For as in absolute governments the King is law, so in free countries the law ought to be King; and there ought to be no other. But lest any ill should afterwards arise, let the crown at the conclusion of the ceremony, be demolished, and scattered among the people whose right it is.
Youth is the seed time of good habits.
Expedience and right are different things.
He who takes nature for his guide is not easily beaten out of his argument.
We have every opportunity and every encouragement before us, to form the noblest purest constitution on the face of the earth. We have it in our power to begin the world over again.
Men read by way of revenge.
(On kings) We neither mean to set up nor to put down, neither to make nor to unmake, but to have nothing to do with them.
There is not in the compass of language a sufficiency of words to express the baseness of your king, his ministry and his army.
One would think there were evils enough in the world without studying to increase them, and that life is sufficiently short without shaking the sand that measures it.

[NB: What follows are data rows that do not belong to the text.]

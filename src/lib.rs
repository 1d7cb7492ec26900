// Re-export modules
pub mod analysis;
pub mod config;
pub mod crawlers;
pub mod error;
pub mod filter;
pub mod parsers;
pub mod results;
pub mod sitemap;
pub mod utils;

// Re-export commonly used types for convenience
pub use analysis::suggestions::{HeuristicSuggester, TagSuggester};
pub use analysis::{analyze, analyze_bytes, analyze_with};
pub use error::AuditError;
pub use parsers::extract;
pub use results::{AuditReport, ImageData, LinkData, PageData, Scores, SiteReport, SuggestedTags};

use config::SiteAuditConfig;
use std::path::{Path, PathBuf};
use std::sync::Arc;

/// Main builder for auditing a static site on disk
pub struct Site {
    config: SiteAuditConfig,
    suggester: Arc<dyn TagSuggester>,
}

impl Site {
    /// Create a new Site builder rooted at the given directory
    pub fn new(root_dir: impl Into<PathBuf>) -> Self {
        Self {
            config: SiteAuditConfig::new(root_dir),
            suggester: Arc::new(HeuristicSuggester),
        }
    }

    /// Set the directory holding the site's pages
    pub fn with_root_dir(mut self, root_dir: impl Into<PathBuf>) -> Self {
        self.config.root_dir = root_dir.into();
        self
    }

    /// Set the identifier reported in the site report
    pub fn with_site_id(mut self, site_id: impl Into<String>) -> Self {
        self.config.site_id = site_id.into();
        self
    }

    /// Set the public base URL used to address pages
    pub fn with_base_url(mut self, base_url: impl Into<String>) -> Self {
        self.config.base_url = base_url.into();
        self
    }

    /// Set the maximum number of pages analysed concurrently
    pub fn with_max_concurrency(mut self, max_concurrency: usize) -> Self {
        self.config.max_concurrency = max_concurrency;
        self
    }

    /// Replace the suggestion strategy
    pub fn with_suggester(mut self, suggester: Arc<dyn TagSuggester>) -> Self {
        self.suggester = suggester;
        self
    }

    /// Replace the whole configuration
    pub fn with_config(mut self, config: SiteAuditConfig) -> Self {
        self.config = config;
        self
    }

    /// Load configuration from a JSON file
    pub fn with_config_file(self, path: impl AsRef<Path>) -> Result<Self, AuditError> {
        let config = SiteAuditConfig::from_file(path)?;
        Ok(self.with_config(config))
    }

    /// Load configuration from a JSON string
    pub fn with_config_str(self, config_str: &str) -> Result<Self, AuditError> {
        let config = SiteAuditConfig::from_json(config_str)?;
        Ok(self.with_config(config))
    }

    /// The effective configuration
    pub fn config(&self) -> &SiteAuditConfig {
        &self.config
    }

    /// Audit every page and aggregate the results
    pub async fn audit(self) -> Result<SiteReport, AuditError> {
        ::log::info!("Starting site audit for: {}", self.config.root_dir.display());
        crawlers::audit_site(&self.config, self.suggester).await
    }

    /// Build `sitemap.xml` content for the site, dated today
    pub fn sitemap(&self) -> Result<String, AuditError> {
        if self.config.base_url.is_empty() {
            return Err(AuditError::Config(
                "base_url is required to generate a sitemap".into(),
            ));
        }
        self.config.validate()?;

        let filter = self.config.path_filter()?;
        let files = crawlers::discover_html_files(&self.config.root_dir, &filter)?;
        let relative_paths = files
            .iter()
            .map(|path| crawlers::filesystem::relative_url_path(&self.config.root_dir, path))
            .collect::<Vec<_>>();

        Ok(sitemap::generate_sitemap(
            &relative_paths,
            &self.config.base_url,
            chrono::Utc::now().date_naive(),
        ))
    }
}
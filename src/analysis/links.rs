use crate::results::LinkData;

/// Reported in place of an empty href.
pub const EMPTY_LINK: &str = "Empty Link";

/// Links that point nowhere useful: empty, a bare `#`, or a placeholder
/// `example.com` target.
pub fn detect_broken(links: &[LinkData]) -> Vec<String> {
    links
        .iter()
        .filter(|link| {
            link.href.is_empty() || link.href == "#" || link.href.contains("example.com")
        })
        .map(|link| {
            if link.href.is_empty() {
                EMPTY_LINK.to_string()
            } else {
                link.href.clone()
            }
        })
        .collect()
}

#[cfg(test)]
mod tests {
    use super::*;

    fn link(href: &str) -> LinkData {
        LinkData {
            href: href.to_string(),
            text: String::new(),
        }
    }

    #[test]
    fn test_detect_broken_links() {
        let links = vec![
            link(""),
            link("#"),
            link("#top"),
            link("https://example.com/page"),
            link("/about"),
            link("https://www.example.com"),
        ];
        assert_eq!(
            detect_broken(&links),
            vec![
                "Empty Link",
                "#",
                "https://example.com/page",
                "https://www.example.com"
            ]
        );
    }

    #[test]
    fn test_detect_broken_links_none() {
        assert!(detect_broken(&[link("/a"), link("https://ok.test")]).is_empty());
        assert!(detect_broken(&[]).is_empty());
    }
}
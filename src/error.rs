//! Error type shared by the audit engine, the site crawler and the CLI.

use std::path::PathBuf;

/// Errors surfaced by the audit engine.
///
/// Analysis of well-formed text never fails; these cover caller misuse and the
/// file/config layer around it.
#[derive(Debug, thiserror::Error)]
pub enum AuditError {
    /// Input that cannot be treated as an HTML document (e.g. non UTF-8 bytes).
    #[error("INVALID_INPUT: {0}")]
    InvalidInput(String),

    /// Reading a file or directory failed.
    #[error("IO_ERROR: {path}: {source}")]
    Io {
        path: PathBuf,
        #[source]
        source: std::io::Error,
    },

    /// Configuration could not be loaded or failed validation.
    #[error("CONFIG_ERROR: {0}")]
    Config(String),

    /// A user supplied regex pattern did not compile.
    #[error("INVALID_PATTERN: {0}")]
    Pattern(#[from] regex::Error),

    /// A page analysis task panicked or was cancelled.
    #[error("TASK_FAILED: {0}")]
    Task(String),
}

impl AuditError {
    pub(crate) fn io(path: impl Into<PathBuf>, source: std::io::Error) -> Self {
        AuditError::Io { path: path.into(), source }
    }
}

impl From<serde_json::Error> for AuditError {
    fn from(err: serde_json::Error) -> Self {
        AuditError::Config(err.to_string())
    }
}

#[cfg(test)]
mod tests {
    use super::*;

    #[test]
    fn test_error_display() {
        let err = AuditError::InvalidInput("not utf-8".to_string());
        assert!(err.to_string().starts_with("INVALID_INPUT"));
        assert!(err.to_string().contains("not utf-8"));
    }

    #[test]
    fn test_io_error_names_path() {
        let err = AuditError::io(
            "site/index.html",
            std::io::Error::new(std::io::ErrorKind::NotFound, "missing"),
        );
        let msg = err.to_string();
        assert!(msg.contains("IO_ERROR"));
        assert!(msg.contains("site/index.html"));
    }

    #[test]
    fn test_json_error_becomes_config_error() {
        let err: AuditError = serde_json::from_str::<serde_json::Value>("{")
            .unwrap_err()
            .into();
        assert!(matches!(err, AuditError::Config(_)));
    }
}
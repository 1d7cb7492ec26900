use std::path::Path;

/// Length of a string in characters rather than bytes.
pub fn char_len(s: &str) -> usize {
    s.chars().count()
}

/// The first `max_chars` characters of `s`.
pub fn truncate_chars(s: &str, max_chars: usize) -> String {
    s.chars().take(max_chars).collect()
}

/// A relative file path rendered with `/` separators, for use in URLs.
pub fn url_path(relative: &Path) -> String {
    relative
        .components()
        .map(|c| c.as_os_str().to_string_lossy())
        .collect::<Vec<_>>()
        .join("/")
}

/// Joins a base URL and a relative page path the way site reports address
/// pages: `"{base}/{path}"`, or just the path when there is no base.
pub fn page_url(base_url: &str, relative_path: &str) -> String {
    if base_url.is_empty() {
        relative_path.to_string()
    } else {
        format!("{base_url}/{relative_path}")
    }
}

#[cfg(test)]
mod tests {
    use super::*;
    use std::path::PathBuf;

    #[test]
    fn test_truncate_chars_multibyte() {
        assert_eq!(truncate_chars("héllo wörld", 7), "héllo w");
        assert_eq!(truncate_chars("short", 60), "short");
        assert_eq!(char_len("héllo"), 5);
    }

    #[test]
    fn test_url_path() {
        let path: PathBuf = ["blog", "2024", "post.html"].iter().collect();
        assert_eq!(url_path(&path), "blog/2024/post.html");
        assert_eq!(url_path(Path::new("index.html")), "index.html");
    }

    #[test]
    fn test_page_url() {
        assert_eq!(page_url("", "about.html"), "about.html");
        assert_eq!(
            page_url("https://site.test", "blog/post.html"),
            "https://site.test/blog/post.html"
        );
    }
}
use clap::{Parser, Subcommand, ValueEnum};
use std::path::PathBuf;

#[derive(Parser, Debug)]
#[command(name = "seo-audit")]
#[command(about = "Static HTML SEO audit: scores, recommendations and readability")]
#[command(version)]
pub struct Args {
    #[command(subcommand)]
    pub command: Command,

    /// Output format for reports
    #[arg(short, long, value_enum, global = true, default_value_t = OutputFormat::Pretty)]
    pub format: OutputFormat,
}

#[derive(Subcommand, Debug)]
pub enum Command {
    /// Audit a single HTML file
    Page {
        /// HTML file to audit
        file: PathBuf,

        /// Logical URL of the page (used for HTTPS and internal-link checks)
        #[arg(short, long, default_value = "")]
        url: String,
    },

    /// Audit every HTML file under a directory
    Site {
        /// Site root directory
        dir: PathBuf,

        /// Identifier for the site report [default: local]
        #[arg(long)]
        site_id: Option<String>,

        /// Public base URL of the site [default: none, pages use relative paths]
        #[arg(short, long)]
        base_url: Option<String>,

        /// Number of pages analysed concurrently [default: 4]
        #[arg(short, long)]
        concurrency: Option<usize>,

        /// JSON configuration file; DIR and any option given above take precedence
        #[arg(long)]
        config: Option<PathBuf>,
    },

    /// Print a sitemap.xml for a site directory
    Sitemap {
        /// Site root directory
        dir: PathBuf,

        /// Public base URL of the site
        #[arg(short, long)]
        base_url: String,
    },

    /// Print a robots.txt referencing the sitemap
    Robots {
        /// Public base URL of the site
        #[arg(short, long)]
        base_url: String,
    },
}

#[derive(Copy, Clone, Debug, PartialEq, Eq, ValueEnum)]
pub enum OutputFormat {
    /// Indented JSON
    Pretty,
    /// Single-line JSON
    Compact,
}
//! Flesch Reading Ease over the visible text of a page.

use crate::parsers::text;
use regex::Regex;
use std::sync::LazyLock;

static SILENT_SUFFIX: LazyLock<Regex> = LazyLock::new(|| {
    Regex::new(r"(?:[^laeiouy]es|ed|[^laeiouy]e)$").expect("suffix pattern should be valid")
});

static LEADING_Y: LazyLock<Regex> =
    LazyLock::new(|| Regex::new(r"^y").expect("leading y pattern should be valid"));

static VOWEL_GROUP: LazyLock<Regex> =
    LazyLock::new(|| Regex::new(r"[aeiouy]{1,2}").expect("vowel pattern should be valid"));

/// Readability of `html`, rounded and clamped to `0..=100`.
pub fn score(html: &str) -> u32 {
    score_text(&text::visible_text(html))
}

/// Readability of already extracted plain text.
pub fn score_text(text: &str) -> u32 {
    let tokens = text::words(text);
    let sentences = text::sentence_count(text).max(1) as f64;
    let words = tokens.len().max(1) as f64;
    let syllables: usize = tokens.iter().map(|word| count_syllables(word)).sum();

    flesch(words, sentences, syllables as f64)
        .round()
        .clamp(0.0, 100.0) as u32
}

fn flesch(words: f64, sentences: f64, syllables: f64) -> f64 {
    206.835 - 1.015 * (words / sentences) - 84.6 * (syllables / words)
}

/// Heuristic syllable estimate for a single token.
pub fn count_syllables(word: &str) -> usize {
    let word = word.to_lowercase();
    if word.chars().count() <= 3 {
        return 1;
    }

    let word = SILENT_SUFFIX.replace(&word, "");
    let word = LEADING_Y.replace(&word, "");
    match VOWEL_GROUP.find_iter(&word).count() {
        0 => 1,
        groups => groups,
    }
}
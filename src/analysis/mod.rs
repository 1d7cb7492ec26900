//! Page scoring and recommendations.
//!
//! [`analyze`] is a pure function of the markup and the logical URL: nothing
//! is cached or shared between calls, so pages can be analysed concurrently.

pub mod keywords;
pub mod links;
pub mod readability;
pub mod recommendations;
pub mod scores;
pub mod suggestions;

#[cfg(test)]
mod tests;

use crate::error::AuditError;
use crate::parsers::html;
use crate::results::{AuditReport, now_timestamp};
use suggestions::{HeuristicSuggester, TagSuggester};

/// Audits one HTML document with the default suggestion strategy.
///
/// `url` is only inspected for the HTTPS and internal-link checks; pass `""`
/// when the page has no known address.
pub fn analyze(html: &str, url: &str) -> AuditReport {
    analyze_with(html, url, &HeuristicSuggester)
}

/// Audits one HTML document, delegating `suggested_tags` to `suggester`.
pub fn analyze_with(html: &str, url: &str, suggester: &dyn TagSuggester) -> AuditReport {
    let data = html::extract(html);
    let scores = scores::calculate(&data, url);
    let overall_score = scores::overall(&scores);
    let recommendations = recommendations::generate(&data, url);
    let readability_score = readability::score(html);
    let broken_links = links::detect_broken(&data.links);
    let keywords = keywords::extract_keywords(html);
    let suggested_tags = suggester.suggest(&data, &keywords);

    ::log::debug!(
        "Analyzed {}: overall {}, {} recommendations, {} broken links",
        if url.is_empty() { "<no url>" } else { url },
        overall_score,
        recommendations.len(),
        broken_links.len()
    );

    AuditReport {
        url: url.to_string(),
        file_path: None,
        timestamp: now_timestamp(),
        data,
        scores,
        overall_score,
        recommendations,
        readability_score,
        broken_links,
        suggested_tags,
    }
}

/// Audits raw bytes, which must be UTF-8 encoded HTML.
///
/// # Errors
///
/// Returns [`AuditError::InvalidInput`] if `bytes` is not valid UTF-8.
pub fn analyze_bytes(bytes: &[u8], url: &str) -> Result<AuditReport, AuditError> {
    let html = std::str::from_utf8(bytes)
        .map_err(|e| AuditError::InvalidInput(format!("HTML is not valid UTF-8: {e}")))?;
    Ok(analyze(html, url))
}
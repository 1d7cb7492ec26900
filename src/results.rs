use crate::analysis::keywords;
use crate::analysis::suggestions::TagSuggester;
use chrono::{SecondsFormat, Utc};
use serde::{Deserialize, Serialize};

/// SEO-relevant fields extracted from one HTML document.
///
/// Missing tags and attributes are represented as empty strings, never `None`,
/// except for `ImageData::alt` where absence is meaningful.
#[derive(Debug, Clone, Default, PartialEq, Serialize, Deserialize)]
#[serde(rename_all = "camelCase")]
pub struct PageData {
    pub title: String,
    pub description: String,
    pub keywords: String,
    pub canonical: String,
    pub robots: String,
    pub og_title: String,
    pub og_description: String,
    pub viewport: String,
    pub h1: Vec<String>,
    pub h2: Vec<String>,
    pub images: Vec<ImageData>,
    pub links: Vec<LinkData>,
    pub lang: String,
}

/// An `<img>` element.
#[derive(Debug, Clone, Default, PartialEq, Eq, Serialize, Deserialize)]
pub struct ImageData {
    pub src: String,
    /// `None` when the `alt` attribute is missing, `Some("")` for `alt=""`.
    pub alt: Option<String>,
    pub loading: String,
}

impl ImageData {
    /// True when the image has a non-empty alt text.
    pub fn has_alt(&self) -> bool {
        self.alt.as_deref().is_some_and(|alt| !alt.is_empty())
    }
}

/// An `<a>` element.
#[derive(Debug, Clone, Default, PartialEq, Eq, Serialize, Deserialize)]
pub struct LinkData {
    pub href: String,
    pub text: String,
}

/// The five weighted facets of a page audit.
///
/// `accessibility` keeps its fractional value (image alt ratio); the other
/// facets are sums of integer weights.
#[derive(Debug, Clone, Copy, Default, PartialEq, Serialize, Deserialize)]
#[serde(rename_all = "camelCase")]
pub struct Scores {
    pub meta: u32,
    pub structure: u32,
    pub accessibility: f64,
    pub technical: u32,
    pub best_practices: u32,
}

/// Title/description/keyword suggestions attached to a report.
#[derive(Debug, Clone, Default, PartialEq, Eq, Serialize, Deserialize)]
#[serde(rename_all = "camelCase")]
pub struct SuggestedTags {
    pub title: String,
    pub description: String,
    pub keywords: String,
    pub image_alts: Vec<String>,
}

/// Audit result for a single page.
#[derive(Debug, Clone, PartialEq, Serialize, Deserialize)]
#[serde(rename_all = "camelCase")]
pub struct AuditReport {
    pub url: String,
    /// Set by the site crawler; absent for direct `analyze` calls.
    #[serde(default, skip_serializing_if = "Option::is_none")]
    pub file_path: Option<String>,
    pub timestamp: String,
    pub data: PageData,
    pub scores: Scores,
    pub overall_score: u32,
    pub recommendations: Vec<String>,
    pub readability_score: u32,
    pub broken_links: Vec<String>,
    pub suggested_tags: SuggestedTags,
}

impl AuditReport {
    /// Recompute `suggested_tags` for a stored report.
    ///
    /// Keywords are ranked over the title and first heading only, since the
    /// original markup is no longer available.
    pub fn refresh_suggested_tags(&mut self, suggester: &dyn TagSuggester) -> &SuggestedTags {
        let seed = format!(
            "{} {}",
            self.data.title,
            self.data.h1.first().map(String::as_str).unwrap_or("")
        );
        let keywords = keywords::extract_keywords_from_text(&seed);
        self.suggested_tags = suggester.suggest(&self.data, &keywords);
        &self.suggested_tags
    }
}

/// Aggregation of page reports for a whole site.
#[derive(Debug, Clone, PartialEq, Serialize, Deserialize)]
#[serde(rename_all = "camelCase")]
pub struct SiteReport {
    pub site_id: String,
    pub timestamp: String,
    pub overall_score: u32,
    pub pages: Vec<AuditReport>,
}

impl SiteReport {
    /// Build a site report; the overall score is the rounded mean of the page
    /// scores, or 0 for a site without pages.
    pub fn from_pages(site_id: impl Into<String>, pages: Vec<AuditReport>) -> Self {
        let overall_score = average_score(&pages);
        Self {
            site_id: site_id.into(),
            timestamp: now_timestamp(),
            overall_score,
            pages,
        }
    }
}

fn average_score(pages: &[AuditReport]) -> u32 {
    if pages.is_empty() {
        return 0;
    }
    let total: u64 = pages.iter().map(|p| u64::from(p.overall_score)).sum();
    (total as f64 / pages.len() as f64).round() as u32
}

/// Current time as an RFC 3339 UTC timestamp with millisecond precision.
pub(crate) fn now_timestamp() -> String {
    Utc::now().to_rfc3339_opts(SecondsFormat::Millis, true)
}
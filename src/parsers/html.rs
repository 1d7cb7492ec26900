use crate::results::{ImageData, LinkData, PageData};
use scraper::{ElementRef, Html, Selector};

/// Extracts the SEO-relevant fields of an HTML document.
///
/// Never fails: html5ever recovers from malformed markup, and any element or
/// attribute that is missing yields an empty string.
pub fn extract(html: &str) -> PageData {
    let doc = Html::parse_document(html);

    let title = first(&doc, "title")
        .map(|el| el.text().collect::<String>())
        .unwrap_or_default();

    let h1 = select_all(&doc, "h1").map(trimmed_text).collect::<Vec<_>>();
    let h2 = select_all(&doc, "h2").map(trimmed_text).collect::<Vec<_>>();

    let images = select_all(&doc, "img")
        .map(|el| ImageData {
            src: attr_or_empty(el, "src"),
            alt: el.value().attr("alt").map(str::to_string),
            loading: attr_or_empty(el, "loading"),
        })
        .collect::<Vec<_>>();

    let links = select_all(&doc, "a")
        .map(|el| LinkData {
            href: attr_or_empty(el, "href"),
            text: trimmed_text(el),
        })
        .collect::<Vec<_>>();

    let lang = doc
        .root_element()
        .value()
        .attr("lang")
        .unwrap_or_default()
        .to_string();

    ::log::debug!(
        "Extracted {} h1, {} h2, {} images, {} links",
        h1.len(),
        h2.len(),
        images.len(),
        links.len()
    );

    PageData {
        title,
        description: first_attr(&doc, r#"meta[name="description"]"#, "content"),
        keywords: first_attr(&doc, r#"meta[name="keywords"]"#, "content"),
        canonical: first_attr(&doc, r#"link[rel="canonical"]"#, "href"),
        robots: first_attr(&doc, r#"meta[name="robots"]"#, "content"),
        og_title: first_attr(&doc, r#"meta[property="og:title"]"#, "content"),
        og_description: first_attr(&doc, r#"meta[property="og:description"]"#, "content"),
        viewport: first_attr(&doc, r#"meta[name="viewport"]"#, "content"),
        h1,
        h2,
        images,
        links,
        lang,
    }
}

/// Every element matching `css`, in document order. An unparsable selector
/// matches nothing.
fn select_all<'a>(doc: &'a Html, css: &str) -> std::vec::IntoIter<ElementRef<'a>> {
    match Selector::parse(css) {
        Ok(selector) => doc.select(&selector).collect::<Vec<_>>().into_iter(),
        Err(_) => Vec::new().into_iter(),
    }
}

fn first<'a>(doc: &'a Html, css: &str) -> Option<ElementRef<'a>> {
    select_all(doc, css).next()
}

/// Attribute of the first element matching `css`, or `""`.
fn first_attr(doc: &Html, css: &str, attr: &str) -> String {
    first(doc, css)
        .and_then(|el| el.value().attr(attr))
        .unwrap_or_default()
        .to_string()
}

fn attr_or_empty(el: ElementRef<'_>, attr: &str) -> String {
    el.value().attr(attr).unwrap_or_default().to_string()
}

fn trimmed_text(el: ElementRef<'_>) -> String {
    el.text().collect::<String>().trim().to_string()
}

It was the cause of America that made me an author.
Government, on the old system, is an assumption of power, for the aggrandizement of itself; on the new a delegation of power for the common benefit of society.
I smile to myself when I contemplate the ridiculous significance into which literature and all the sciences would sink, were they made hereditary; and I carry the same idea into Governments.
I could double or triple this list, but let me end with a favorite, from the opening page of Common Sense:
Time makes more converts than reason.